“This is a film about objects. It refers to another film about objects.”

“Negritude is an anti-racist racism. It is memory and imagination.”

We used to have this bowl!

“Western countries routinely deny Africans access to these artworks through enforced localization – no western country will grant an African a visa merely to visit a museum in Europe or America.”

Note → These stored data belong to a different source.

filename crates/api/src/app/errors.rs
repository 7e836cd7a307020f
//! Error responses for the HTTP surface.
//!
//! Every failure is caught at the router boundary and rendered as a JSON
//! object with a single key. The key (`err`, `error` or `message`) is chosen per
//! endpoint to stay compatible with existing clients.

use axum::http::StatusCode;
use axum::response::{IntoResponse, Response};
use serde_json::{Map, Value};
use thiserror::Error;

use roster_core::DomainError;
use roster_infra::StoreError;

/// Key under which an error message is returned.
#[derive(Debug, Copy, Clone, PartialEq, Eq)]
pub enum ErrorKey {
    Err,
    Error,
    Message,
}

impl ErrorKey {
    pub fn as_str(&self) -> &'static str {
        match self {
            ErrorKey::Err => "err",
            ErrorKey::Error => "error",
            ErrorKey::Message => "message",
        }
    }
}

/// Error body: one key, one human-readable message.
#[derive(Debug, Clone, PartialEq, Eq)]
pub struct ErrorBody {
    pub key: ErrorKey,
    pub message: String,
}

impl ErrorBody {
    pub fn new(key: ErrorKey, message: impl Into<String>) -> Self {
        Self {
            key,
            message: message.into(),
        }
    }
}

#[derive(Debug, Clone, PartialEq, Eq, Error)]
pub enum ApiError {
    /// Malformed input (user name type/length).
    #[error("validation error: {}", .0.message)]
    Validation(ErrorBody),

    /// Path parameter failed the numeric-id gate.
    #[error("invalid id: {}", .0.message)]
    InvalidId(ErrorBody),

    #[error("not found: {}", .0.message)]
    NotFound(ErrorBody),

    /// The persistence collaborator failed.
    #[error("persistence error: {}", .0.message)]
    Persistence(ErrorBody),
}

impl ApiError {
    pub fn validation(key: ErrorKey, message: impl Into<String>) -> Self {
        Self::Validation(ErrorBody::new(key, message))
    }

    pub fn invalid_id(key: ErrorKey, message: impl Into<String>) -> Self {
        Self::InvalidId(ErrorBody::new(key, message))
    }

    pub fn not_found(key: ErrorKey, message: impl Into<String>) -> Self {
        Self::NotFound(ErrorBody::new(key, message))
    }

    /// Log the store failure and wrap it in a client-facing message.
    pub fn persistence(err: StoreError, key: ErrorKey, message: impl Into<String>) -> Self {
        tracing::error!(error = %err, "store call failed");
        Self::Persistence(ErrorBody::new(key, message))
    }

    /// Map a domain failure onto the given client-facing body.
    pub fn from_domain(err: DomainError, key: ErrorKey, message: impl Into<String>) -> Self {
        tracing::debug!(error = %err, "request rejected");
        match err {
            DomainError::Validation(_) => Self::validation(key, message),
            DomainError::InvalidId(_) => Self::invalid_id(key, message),
        }
    }

    /// Invalid ids map to 500 rather than 400; existing clients rely on it.
    pub fn status(&self) -> StatusCode {
        match self {
            ApiError::Validation(_) => StatusCode::BAD_REQUEST,
            ApiError::InvalidId(_) => StatusCode::INTERNAL_SERVER_ERROR,
            ApiError::NotFound(_) => StatusCode::NOT_FOUND,
            ApiError::Persistence(_) => StatusCode::INTERNAL_SERVER_ERROR,
        }
    }

    pub fn into_body(self) -> ErrorBody {
        match self {
            ApiError::Validation(b)
            | ApiError::InvalidId(b)
            | ApiError::NotFound(b)
            | ApiError::Persistence(b) => b,
        }
    }
}

impl IntoResponse for ApiError {
    fn into_response(self) -> Response {
        let status = self.status();
        let ErrorBody { key, message } = self.into_body();
        json_error(status, key, message)
    }
}

pub fn json_error(status: StatusCode, key: ErrorKey, message: impl Into<String>) -> Response {
    let mut body = Map::new();
    body.insert(key.as_str().to_string(), Value::String(message.into()));
    (status, axum::Json(Value::Object(body))).into_response()
}
//! Postgres-backed user store.
//!
//! Queries are checked at runtime (no compile-time database access is needed).
//! Update and remove counts come straight from `rows_affected()`.

use std::sync::Arc;

use async_trait::async_trait;
use sqlx::postgres::{PgPoolOptions, PgRow};
use sqlx::{PgPool, Row};
use tracing::instrument;

use roster_core::{NewUser, Post, User, UserChanges, UserId};

use super::columns::UserPatch;
use super::r#trait::{StoreError, UserStore};

const SCHEMA: &[&str] = &[
    r#"
    CREATE TABLE IF NOT EXISTS users (
        id   BIGSERIAL PRIMARY KEY,
        name TEXT NOT NULL
    )
    "#,
    r#"
    CREATE TABLE IF NOT EXISTS posts (
        id      BIGSERIAL PRIMARY KEY,
        user_id BIGINT NOT NULL REFERENCES users (id) ON DELETE CASCADE,
        text    TEXT NOT NULL
    )
    "#,
    "CREATE INDEX IF NOT EXISTS posts_user_id_idx ON posts (user_id)",
];

/// Postgres-backed user store.
///
/// `PostgresUserStore` is `Send + Sync`; connection management is left to the
/// SQLx pool.
#[derive(Debug, Clone)]
pub struct PostgresUserStore {
    pool: Arc<PgPool>,
}

impl PostgresUserStore {
    pub fn new(pool: PgPool) -> Self {
        Self {
            pool: Arc::new(pool),
        }
    }

    /// Connect a pool to `database_url`.
    pub async fn connect(database_url: &str, max_connections: u32) -> Result<Self, StoreError> {
        let pool = PgPoolOptions::new()
            .max_connections(max_connections)
            .connect(database_url)
            .await?;
        Ok(Self::new(pool))
    }

    /// Create the `users` and `posts` tables if they do not exist yet.
    #[instrument(skip(self), err)]
    pub async fn ensure_schema(&self) -> Result<(), StoreError> {
        for &statement in SCHEMA {
            sqlx::query(statement).execute(&*self.pool).await?;
        }
        Ok(())
    }

    async fn user_exists(&self, id: UserId) -> Result<bool, StoreError> {
        let row = sqlx::query("SELECT EXISTS (SELECT 1 FROM users WHERE id = $1)")
            .bind(id.get())
            .fetch_one(&*self.pool)
            .await?;
        Ok(row.try_get::<bool, _>(0)?)
    }
}

fn user_from_row(row: &PgRow) -> Result<User, sqlx::Error> {
    Ok(User {
        id: UserId::new(row.try_get("id")?),
        name: row.try_get("name")?,
    })
}

fn post_from_row(row: &PgRow) -> Result<Post, sqlx::Error> {
    Ok(Post {
        id: row.try_get("id")?,
        user_id: UserId::new(row.try_get("user_id")?),
        text: row.try_get("text")?,
    })
}

#[async_trait]
impl UserStore for PostgresUserStore {
    #[instrument(skip(self, user), err)]
    async fn insert(&self, user: NewUser) -> Result<User, StoreError> {
        let row = sqlx::query("INSERT INTO users (name) VALUES ($1) RETURNING id, name")
            .bind(&user.name)
            .fetch_one(&*self.pool)
            .await?;
        Ok(user_from_row(&row)?)
    }

    #[instrument(skip(self), err)]
    async fn list(&self) -> Result<Vec<User>, StoreError> {
        let rows = sqlx::query("SELECT id, name FROM users ORDER BY id ASC")
            .fetch_all(&*self.pool)
            .await?;
        let users = rows.iter().map(user_from_row).collect::<Result<Vec<_>, _>>()?;
        Ok(users)
    }

    #[instrument(skip(self), fields(user_id = %id), err)]
    async fn get(&self, id: UserId) -> Result<Option<User>, StoreError> {
        let row = sqlx::query("SELECT id, name FROM users WHERE id = $1")
            .bind(id.get())
            .fetch_optional(&*self.pool)
            .await?;
        Ok(row.as_ref().map(user_from_row).transpose()?)
    }

    #[instrument(skip(self), fields(user_id = %id), err)]
    async fn user_posts(&self, id: UserId) -> Result<Option<Vec<Post>>, StoreError> {
        if !self.user_exists(id).await? {
            return Ok(None);
        }

        let rows = sqlx::query("SELECT id, user_id, text FROM posts WHERE user_id = $1 ORDER BY id ASC")
            .bind(id.get())
            .fetch_all(&*self.pool)
            .await?;
        let posts = rows.iter().map(post_from_row).collect::<Result<Vec<_>, _>>()?;
        Ok(Some(posts))
    }

    #[instrument(skip(self, changes), fields(user_id = %id), err)]
    async fn update(&self, id: UserId, changes: UserChanges) -> Result<u64, StoreError> {
        let patch = UserPatch::from_changes(id, &changes)?;

        // A patch without columns (only the row's own id) still counts the matched row.
        let result = sqlx::query("UPDATE users SET name = COALESCE($1, name) WHERE id = $2")
            .bind(patch.name)
            .bind(id.get())
            .execute(&*self.pool)
            .await?;
        Ok(result.rows_affected())
    }

    #[instrument(skip(self), fields(user_id = %id), err)]
    async fn remove(&self, id: UserId) -> Result<u64, StoreError> {
        let result = sqlx::query("DELETE FROM users WHERE id = $1")
            .bind(id.get())
            .execute(&*self.pool)
            .await?;
        Ok(result.rows_affected())
    }
}

#[cfg(test)]
mod tests {
    use super::*;

    /// Runs against a live database: `DATABASE_URL=... cargo test -- --ignored`.
    #[tokio::test]
    #[ignore]
    async fn crud_round_trip_against_postgres() {
        let url = std::env::var("DATABASE_URL").expect("DATABASE_URL must be set");
        let store = PostgresUserStore::connect(&url, 2).await.unwrap();
        store.ensure_schema().await.unwrap();

        let created = store.insert(NewUser::new("PG USER")).await.unwrap();
        assert_eq!(store.get(created.id).await.unwrap(), Some(created.clone()));
        assert_eq!(store.user_posts(created.id).await.unwrap(), Some(vec![]));

        let changes = UserChanges::from_value(serde_json::json!({ "name": "Renamed" }));
        assert_eq!(store.update(created.id, changes).await.unwrap(), 1);
        assert_eq!(store.remove(created.id).await.unwrap(), 1);
        assert_eq!(store.get(created.id).await.unwrap(), None);
    }
}
//! User identifiers and the numeric-id gate applied to path parameters.

use serde::{Deserialize, Serialize};

use crate::error::{DomainError, DomainResult};

/// Identifier of a user, assigned by the persistence layer.
#[derive(Debug, Copy, Clone, PartialEq, Eq, PartialOrd, Ord, Hash, Serialize, Deserialize)]
#[serde(transparent)]
pub struct UserId(i64);

impl UserId {
    pub const fn new(value: i64) -> Self {
        Self(value)
    }

    pub const fn get(&self) -> i64 {
        self.0
    }
}

impl core::fmt::Display for UserId {
    fn fmt(&self, f: &mut core::fmt::Formatter<'_>) -> core::fmt::Result {
        core::fmt::Display::fmt(&self.0, f)
    }
}

impl From<i64> for UserId {
    fn from(value: i64) -> Self {
        Self(value)
    }
}

impl From<UserId> for i64 {
    fn from(value: UserId) -> Self {
        value.0
    }
}

/// Numeric-id gate for a raw path parameter.
///
/// The check is loose: anything that reads as a finite number passes
/// (`"7"`, `" 07 "`, `"7.0"`, `"7e0"`). The outcome is
/// - `Err(InvalidId)` when the parameter is not numeric at all,
/// - `Ok(Some(id))` when it denotes an integer that fits a `UserId`,
/// - `Ok(None)` when it is numeric but can never match a stored record
///   (fractional or out of range). Callers treat this like a missed lookup.
pub fn numeric_id(raw: &str) -> DomainResult<Option<UserId>> {
    let trimmed = raw.trim();
    if trimmed.is_empty() {
        return Err(DomainError::invalid_id("empty id"));
    }

    if let Ok(v) = trimmed.parse::<i64>() {
        return Ok(Some(UserId(v)));
    }

    let v: f64 = trimmed
        .parse()
        .map_err(|_| DomainError::invalid_id(format!("not a number: {raw}")))?;
    if !v.is_finite() {
        return Err(DomainError::invalid_id(format!("not a finite number: {raw}")));
    }

    // i64::MAX as f64 rounds up to 2^63, so the upper bound is exclusive.
    if v.fract() == 0.0 && v >= i64::MIN as f64 && v < i64::MAX as f64 {
        Ok(Some(UserId(v as i64)))
    } else {
        Ok(None)
    }
}

#[cfg(test)]
mod tests {
    use super::*;

    #[test]
    fn integers_pass_the_gate() {
        assert_eq!(numeric_id("1").unwrap(), Some(UserId::new(1)));
        assert_eq!(numeric_id("007").unwrap(), Some(UserId::new(7)));
        assert_eq!(numeric_id(" 42 ").unwrap(), Some(UserId::new(42)));
        assert_eq!(numeric_id("-3").unwrap(), Some(UserId::new(-3)));
    }

    #[test]
    fn integral_floats_are_coerced() {
        assert_eq!(numeric_id("2.0").unwrap(), Some(UserId::new(2)));
        assert_eq!(numeric_id("1e2").unwrap(), Some(UserId::new(100)));
    }

    #[test]
    fn numeric_values_without_a_matching_key_yield_none() {
        assert_eq!(numeric_id("1.5").unwrap(), None);
        assert_eq!(numeric_id("1e300").unwrap(), None);
    }

    #[test]
    fn non_numeric_values_are_rejected() {
        for raw in ["abc", "", "   ", "1a", "NaN", "inf", "-infinity", "0x10"] {
            assert!(
                matches!(numeric_id(raw), Err(DomainError::InvalidId(_))),
                "expected {raw:?} to be rejected"
            );
        }
    }

    #[test]
    fn display_matches_inner_value() {
        assert_eq!(UserId::new(12).to_string(), "12");
        assert_eq!(i64::from(UserId::new(12)), 12);
    }
}
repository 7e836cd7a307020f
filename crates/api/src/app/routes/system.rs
use axum::http::StatusCode;

pub async fn health() -> StatusCode {
    StatusCode::OK
}
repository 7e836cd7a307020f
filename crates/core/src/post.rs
use serde::{Deserialize, Serialize};

use crate::id::UserId;

/// A post owned by a user. Read-only from the API's point of view.
#[derive(Debug, Clone, PartialEq, Eq, Serialize, Deserialize)]
pub struct Post {
    pub id: i64,
    #[serde(rename = "userId")]
    pub user_id: UserId,
    pub text: String,
}
use serde::{Deserialize, Serialize};
use serde_json::{Map, Value};

use crate::error::{DomainError, DomainResult};
use crate::id::UserId;

/// Longest accepted user name on creation, in characters.
pub const MAX_NAME_LEN: usize = 127;

/// A stored user record.
#[derive(Debug, Clone, PartialEq, Eq, Serialize, Deserialize)]
pub struct User {
    pub id: UserId,
    pub name: String,
}

/// Insertable user shape (the store assigns the id).
#[derive(Debug, Clone, PartialEq, Eq, Serialize, Deserialize)]
pub struct NewUser {
    pub name: String,
}

impl NewUser {
    pub fn new(name: impl Into<String>) -> Self {
        Self { name: name.into() }
    }

    /// Copy of this record with the name upper-cased.
    pub fn uppercased(self) -> Self {
        Self {
            name: self.name.to_uppercase(),
        }
    }

    pub fn into_user(self, id: UserId) -> User {
        User { id, name: self.name }
    }
}

/// Arbitrary fields to merge into an existing user.
///
/// No field-level validation happens here; the store decides which fields map
/// onto its columns.
#[derive(Debug, Clone, Default, PartialEq, Serialize, Deserialize)]
#[serde(transparent)]
pub struct UserChanges(Map<String, Value>);

impl UserChanges {
    pub fn new(fields: Map<String, Value>) -> Self {
        Self(fields)
    }

    /// Build a change set from any JSON value; non-objects become an empty set.
    pub fn from_value(value: Value) -> Self {
        match value {
            Value::Object(fields) => Self(fields),
            _ => Self::default(),
        }
    }

    pub fn is_empty(&self) -> bool {
        self.0.is_empty()
    }

    pub fn iter(&self) -> impl Iterator<Item = (&String, &Value)> {
        self.0.iter()
    }
}

/// Validate a create-user request body and extract the insertable record.
///
/// `name` must be a JSON string of at most [`MAX_NAME_LEN`] characters.
pub fn validate_new_user(body: &Value) -> DomainResult<NewUser> {
    let name = body
        .get("name")
        .and_then(Value::as_str)
        .ok_or_else(|| DomainError::validation("name must be a string"))?;

    if name.chars().count() > MAX_NAME_LEN {
        return Err(DomainError::validation(format!(
            "name must be shorter than {} characters",
            MAX_NAME_LEN + 1
        )));
    }

    Ok(NewUser::new(name))
}
use anyhow::Context;

use roster_api::config::ApiConfig;

#[tokio::main]
async fn main() -> anyhow::Result<()> {
    roster_observability::init();

    let config = ApiConfig::from_env()
        .inspect_err(|e| tracing::error!(error.message = %e, "invalid configuration"))?;

    let app = roster_api::app::build_app_from_config(&config).await?;

    let listener = tokio::net::TcpListener::bind(config.bind_addr)
        .await
        .with_context(|| format!("failed to bind {}", config.bind_addr))?;

    tracing::info!("listening on {}", listener.local_addr()?);

    axum::serve(listener, app)
        .await
        .context("Unexpected error happened in server")
        .inspect_err(|e| {
            tracing::error!(error.cause_chain = ?e, error.message = %e, "Unexpected error")
        })
}
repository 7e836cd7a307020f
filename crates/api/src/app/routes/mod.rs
use axum::Router;

pub mod system;
pub mod users;

/// Router for all resource endpoints.
pub fn router() -> Router {
    Router::new().nest("/users", users::router())
}
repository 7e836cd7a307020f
//! Domain error model.

use thiserror::Error;

/// Result type used across the domain layer.
pub type DomainResult<T> = Result<T, DomainError>;

/// Domain-level error.
///
/// Keep this focused on deterministic input failures. Storage failures belong
/// to the persistence layer.
#[derive(Debug, Error, Clone, PartialEq, Eq)]
pub enum DomainError {
    /// A value failed validation (e.g. malformed user name).
    #[error("validation failed: {0}")]
    Validation(String),

    /// An identifier was not numeric.
    #[error("invalid identifier: {0}")]
    InvalidId(String),
}

impl DomainError {
    pub fn validation(msg: impl Into<String>) -> Self {
        Self::Validation(msg.into())
    }

    pub fn invalid_id(msg: impl Into<String>) -> Self {
        Self::InvalidId(msg.into())
    }
}
//! Tracing/logging initialization.

use tracing_subscriber::EnvFilter;

/// Default filter when `RUST_LOG` is not set.
pub const DEFAULT_FILTER: &str = "info";

/// Initialize tracing/logging for the process.
///
/// Safe to call multiple times (subsequent calls are no-ops).
pub fn init() {
    let filter = EnvFilter::try_from_default_env().unwrap_or_else(|_| EnvFilter::new(DEFAULT_FILTER));

    // JSON logs + timestamps, configurable via RUST_LOG.
    let _ = tracing_subscriber::fmt()
        .with_env_filter(filter)
        .json()
        .with_timer(tracing_subscriber::fmt::time::SystemTime)
        .with_target(false)
        .try_init();
}

/// Initialize a human-readable subscriber that writes through the test harness.
///
/// Useful in tests where JSON lines are hard to read; also a no-op when a
/// subscriber is already installed.
pub fn init_for_tests() {
    let filter = EnvFilter::try_from_default_env().unwrap_or_else(|_| EnvFilter::new("debug"));

    let _ = tracing_subscriber::fmt()
        .with_env_filter(filter)
        .with_test_writer()
        .try_init();
}

#[cfg(test)]
mod tests {
    use super::*;

    #[test]
    fn init_is_idempotent() {
        init();
        init();
        init_for_tests();
    }
}
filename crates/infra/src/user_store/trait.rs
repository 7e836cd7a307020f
use std::sync::Arc;

use async_trait::async_trait;
use thiserror::Error;

use roster_core::{NewUser, Post, User, UserChanges, UserId};

/// Failure reported by a [`UserStore`].
#[derive(Debug, Error)]
pub enum StoreError {
    /// The change set names a field the users table does not have.
    #[error("unknown column: {0}")]
    UnknownColumn(String),

    /// A column was given a value of the wrong JSON type.
    #[error("invalid value for column {column}: expected {expected}")]
    InvalidColumnValue {
        column: String,
        expected: &'static str,
    },

    /// The change set tries to overwrite a store-managed column.
    #[error("column {0} cannot be changed")]
    ImmutableColumn(String),

    /// An update was requested with no fields.
    #[error("empty update")]
    EmptyUpdate,

    /// The store cannot serve requests (e.g. a poisoned lock).
    #[error("store unavailable: {0}")]
    Unavailable(String),

    #[error("database error: {0}")]
    Database(#[from] sqlx::Error),
}

/// Data-access collaborator for the users resource.
///
/// Every method is a single non-blocking call; callers await it and map the
/// outcome to a response.
#[async_trait]
pub trait UserStore: Send + Sync {
    /// Insert a user and return the stored record with its assigned id.
    async fn insert(&self, user: NewUser) -> Result<User, StoreError>;

    /// All users, ordered by id.
    async fn list(&self) -> Result<Vec<User>, StoreError>;

    async fn get(&self, id: UserId) -> Result<Option<User>, StoreError>;

    /// Posts written by a user; `None` when the user does not exist.
    async fn user_posts(&self, id: UserId) -> Result<Option<Vec<Post>>, StoreError>;

    /// Merge `changes` into a user. Returns the number of records changed.
    async fn update(&self, id: UserId, changes: UserChanges) -> Result<u64, StoreError>;

    /// Remove a user. Returns the number of records removed.
    async fn remove(&self, id: UserId) -> Result<u64, StoreError>;
}

#[async_trait]
impl<S> UserStore for Arc<S>
where
    S: UserStore + ?Sized,
{
    async fn insert(&self, user: NewUser) -> Result<User, StoreError> {
        (**self).insert(user).await
    }

    async fn list(&self) -> Result<Vec<User>, StoreError> {
        (**self).list().await
    }

    async fn get(&self, id: UserId) -> Result<Option<User>, StoreError> {
        (**self).get(id).await
    }

    async fn user_posts(&self, id: UserId) -> Result<Option<Vec<Post>>, StoreError> {
        (**self).user_posts(id).await
    }

    async fn update(&self, id: UserId, changes: UserChanges) -> Result<u64, StoreError> {
        (**self).update(id, changes).await
    }

    async fn remove(&self, id: UserId) -> Result<u64, StoreError> {
        (**self).remove(id).await
    }
}
use thiserror::Error;

/// Failures that abort processing of a whole document.
#[derive(Debug, Error)]
pub enum CoreError {
    #[error("page number must be at least 1 (input position {index})")]
    InvalidPageNumber { index: usize },
    #[error("duplicate page number {page_num}")]
    DuplicatePage { page_num: u32 },
    #[error("expected {expected} embeddings, got {actual}")]
    EmbeddingCount { expected: usize, actual: usize },
    #[error("embedding {index} has dimension {actual}, expected {expected}")]
    EmbeddingDimension {
        index: usize,
        expected: usize,
        actual: usize,
    },
    #[error("{labels} cluster labels for {pages} pages")]
    LabelCount { pages: usize, labels: usize },
    #[error("cluster index {index} does not fit a cluster label")]
    LabelOverflow { index: usize },
    /// Failure reported by an external embedding provider.
    #[error("embedding provider failed: {0}")]
    Embedding(String),
}

pub type Result<T> = std::result::Result<T, CoreError>;
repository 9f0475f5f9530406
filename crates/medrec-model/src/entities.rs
//! Per-page metadata produced by entity extraction.
//!
//! Unresolved fields never become errors. They hold sentinel values instead,
//! and the sentinels double as the signal that a page should inherit metadata
//! from the pages before it.

use chrono::NaiveDate;
use serde::{Deserialize, Serialize};

/// Provider sentinel used when no provider could be detected.
pub const UNKNOWN_PROVIDER: &str = "Unknown Provider";

/// Header label used when no header pattern matched.
pub const DEFAULT_HEADER: &str = "Progress Notes";

/// Rendering of every date of service in the output.
pub const DOS_FORMAT: &str = "%m/%d/%Y";

/// Formats a date the way dates of service are written to the output.
pub fn format_dos(date: NaiveDate) -> String {
    date.format(DOS_FORMAT).to_string()
}

/// Patient identifiers found on a page.
#[derive(Debug, Clone, Default, PartialEq, Eq, Serialize, Deserialize)]
pub struct PatientInfo {
    pub name: String,
    pub mrn: String,
    pub dob: String,
    pub sex: String,
}

impl PatientInfo {
    /// A patient record counts as present once it carries an MRN.
    pub fn has_mrn(&self) -> bool {
        !self.mrn.is_empty()
    }
}

/// Metadata extracted from one page.
#[derive(Debug, Clone, PartialEq, Eq, Serialize, Deserialize)]
pub struct ExtractedEntities {
    /// Date of service as `MM/DD/YYYY`.
    pub dos: String,
    pub provider: String,
    /// Sorted, de-duplicated, never empty.
    pub headers: Vec<String>,
    pub patient_info: PatientInfo,
}

impl ExtractedEntities {
    /// Entities for a page where nothing was detected.
    pub fn unresolved(unresolved_dos: impl Into<String>) -> Self {
        Self {
            dos: unresolved_dos.into(),
            provider: UNKNOWN_PROVIDER.to_string(),
            headers: vec![DEFAULT_HEADER.to_string()],
            patient_info: PatientInfo::default(),
        }
    }

    /// The label fed back into the document context.
    pub fn primary_header(&self) -> &str {
        self.headers
            .first()
            .map(String::as_str)
            .unwrap_or(DEFAULT_HEADER)
    }

    pub fn has_provider(&self) -> bool {
        self.provider != UNKNOWN_PROVIDER
    }
}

Wanted to like this because of the Marker connection – it’s a response film to Statues Also Die. But it’s not for me (it’s for others!). Perhaps these others are people in the art world or postcolonialist academics with a high tolerance for black screens and long pauses.

And whatever this is:

The movie devises itself as it goes, lists off its theories and experiments. Not as elegant as a Marker film. Wonder what Campbell thinks of the opening of Timbuktu.

Chess Nuts (1932)

Where I last left off with Betty Boop cartoons: a less-than-thrilling circus romp with Koko the Clown from 1932, but previous to that was the insane and wonderful Bimbo’s Initiation. All three characters are back in this one. I think Bimbo is a dog, but he’s pretty uninteresting, like Mickey Mouse minus the voice and ears. Anyway this opens with a live-action chess game then turns into the animated world of the chess pieces. Queen Boop is kidnapped by a wicked king and Bimbo comes to the rescue. No lipsync on dialogue, Popeye-style, except during songs. These are the ideal cartoon shorts – fun and extremely inventive, never content to have a character walk from here to there without trying something new (“what if he’s high-stepping but his shoes glide forth independently of his feet?”)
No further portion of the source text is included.